If you stand in a forest you can easily differentiate a Norway spruce from a Scots pine tree but, just like humans, not all trees in a species look alike. Understanding why this variation exists can be challenging, as can finding how those differences are caused by variation in the DNA sequence. Nathaniel’s group study how variation in genomes among individuals and between species give rise to this variation. The group focuses on forest trees that are both ecologically essential and economically important in Scandinavia: Norway spruce, Scots pine and aspen. They develop genomic resources for these species, including genome assemblies, and make extensive use of DNA sequencing technologies to study genome structure (the shape of DNA within the cell and how this changes) and gene expression. Nathaniel likes to link the work of the group to trees in the forest so most experimental samples are collected from nature. More recently the group has also started to use RNA sequencing to measure gene expression in both trees and the complex communities of fungal species associated with the trees to explore how both parts of the ecosystem are connected, interact and respond to environmental change. The research approaches used in the group take a holistic approach, studying whole genome or all expressed genes and extracting signal from these large-scale datasets. As this signal is often weak and affected by noise they are interested in applying methods such as machine learning to isolate meaningful patterns from the data linking variation among individuals or between species to changes in genome sequence, gene expression or, for example, changes in species present in microbial communities. The group also develop web resources to let others explore the data they produce, including the Plant Genome Integrative Explorer site (http://plantgenie.org).
Nathaniel did his PhD at the University of Southampton (UK) identifying how variation in the genome and gene expression of poplar trees is linked to differences in their growth rate and responses to abiotic stresses. After a short time working as a research fellow for the UK Energy Research Centre on projects to improve biomass yield of poplar and use biomass for energy production he moved to Sweden. He did a postdoc at the Umeå Plant Science Centre (UPSC) working on leaf shape variation and gene expression in aspen before moving to the Ecology department for a postdoc working on population genomics in aspen. He then moved back to UPSC as an assistant professor and remains there now as an associated professor. Outside of work you will find him running, biking or skiing in forests or mountains.
- Genome assembly of Norway spruce and Scots pine. These two conifer species have genomes of 20 Gbp with most of the genome composed of repetitive DNA element and where gene represent a tiny part of the genome. The repetitive DNA was previous termed junk DNA, but our understanding of this is changing. We are interested to learn how these huge genomes function.

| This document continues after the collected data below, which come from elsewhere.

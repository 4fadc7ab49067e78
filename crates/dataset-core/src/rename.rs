//! Caption-based frame renaming
//!
//! Renames each captioned frame of a persisted dataset after its caption and
//! rewrites the artifact so `frame_path` follows the file. Slice ids do not
//! depend on the file name and are left untouched.

use once_cell::sync::Lazy;
use regex::Regex;
use std::collections::HashSet;
use std::path::{Path, PathBuf};
use task_dataset_common::Result;
use tracing::{debug, info, warn};

use crate::assembler::{persist, Dataset};

/// Longest file stem produced from a caption, in characters
const MAX_STEM_CHARS: usize = 120;

static NON_WORD: Lazy<Regex> =
    Lazy::new(|| Regex::new(r"[^\w\s-]").expect("Invalid non-word regex"));
static SEPARATORS: Lazy<Regex> =
    Lazy::new(|| Regex::new(r"[-\s]+").expect("Invalid separator regex"));

/// Outcome of a rename pass
#[derive(Debug, Clone, Default, PartialEq, Eq)]
pub struct RenameReport {
    pub renamed: usize,
    /// Entries with a null caption or a caption with no usable characters
    pub skipped: usize,
    /// Entries whose frame file no longer exists
    pub missing: usize,
}

/// Turn a caption into a file stem: lowercase, punctuation dropped, runs of
/// whitespace and hyphens collapsed to `_`
#[must_use]
pub fn clean_caption_for_filename(caption: &str) -> String {
    let lower = caption.trim().to_lowercase();
    let stripped = NON_WORD.replace_all(&lower, "");
    let joined = SEPARATORS.replace_all(stripped.trim(), "_");
    joined.chars().take(MAX_STEM_CHARS).collect()
}

/// Rename the frames referenced by `dataset` in place and update their paths
pub fn rename_frames(dataset: &mut Dataset) -> RenameReport {
    let mut report = RenameReport::default();
    let mut taken: HashSet<PathBuf> = HashSet::new();

    for entry in &mut dataset.entries {
        let Some(caption) = entry.caption.as_deref() else {
            report.skipped += 1;
            continue;
        };
        let stem = clean_caption_for_filename(caption);
        if stem.is_empty() {
            debug!("{}: caption {:?} yields no file name", entry.slice_id, caption);
            report.skipped += 1;
            continue;
        }

        let current = PathBuf::from(&entry.frame_path);
        if !current.is_file() {
            warn!("Frame {} not found; leaving entry unchanged", current.display());
            report.missing += 1;
            continue;
        }

        let target = free_target(&current, &stem, &taken);
        if target != current {
            if let Err(e) = std::fs::rename(&current, &target) {
                warn!(
                    "Failed to rename {} to {}: {}",
                    current.display(),
                    target.display(),
                    e
                );
                report.missing += 1;
                continue;
            }
            entry.frame_path = target.display().to_string();
        }
        taken.insert(target);
        report.renamed += 1;
    }

    report
}

/// Load the artifact at `path`, rename its frames, and atomically rewrite it
pub fn rename_dataset(path: &Path) -> Result<RenameReport> {
    let mut dataset = Dataset::load(path)?;
    let report = rename_frames(&mut dataset);
    persist(&dataset, path)?;

    info!(
        "Renamed {} frames ({} skipped, {} missing)",
        report.renamed, report.skipped, report.missing
    );
    Ok(report)
}

/// `<dir>/<stem>.<ext>`, or `<stem>_2`, `<stem>_3`... when taken by another frame
fn free_target(current: &Path, stem: &str, taken: &HashSet<PathBuf>) -> PathBuf {
    let dir = current.parent().unwrap_or_else(|| Path::new(""));
    let extension = current
        .extension()
        .and_then(|e| e.to_str())
        .map(|e| format!(".{e}"))
        .unwrap_or_default();

    let mut suffix = 1;
    loop {
        let name = if suffix == 1 {
            format!("{stem}{extension}")
        } else {
            format!("{stem}_{suffix}{extension}")
        };
        let candidate = dir.join(name);
        if !taken.contains(&candidate) && (candidate == current || !candidate.exists()) {
            return candidate;
        }
        suffix += 1;
    }
}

- Identifying genes involved in specialised metabolite production in aspen. Aspen trees produce large amounts of specialised phenolic glycosides (SPGs), which as secondary metabolites important in defence against herbivores. The biochemical pathway producing SPGs is only partly known. We are using natural variation among aspens to identify new genes in the pathway and verifying these using genome editing methods such as CRISPR-Cas9.
- Metatranscriptomics in conifer forests. We are using RNA Sequencing to measure gene expression in Norway spruce and Scots pine roots and the fungal species associated with roots. These fungi provide nutrients to the trees in exchange for carbon. We are using RNA-Seq to gain functional insight into how this exchange is controlled and how it changes in response to environmental factors such as nitrogen fertilisaiton.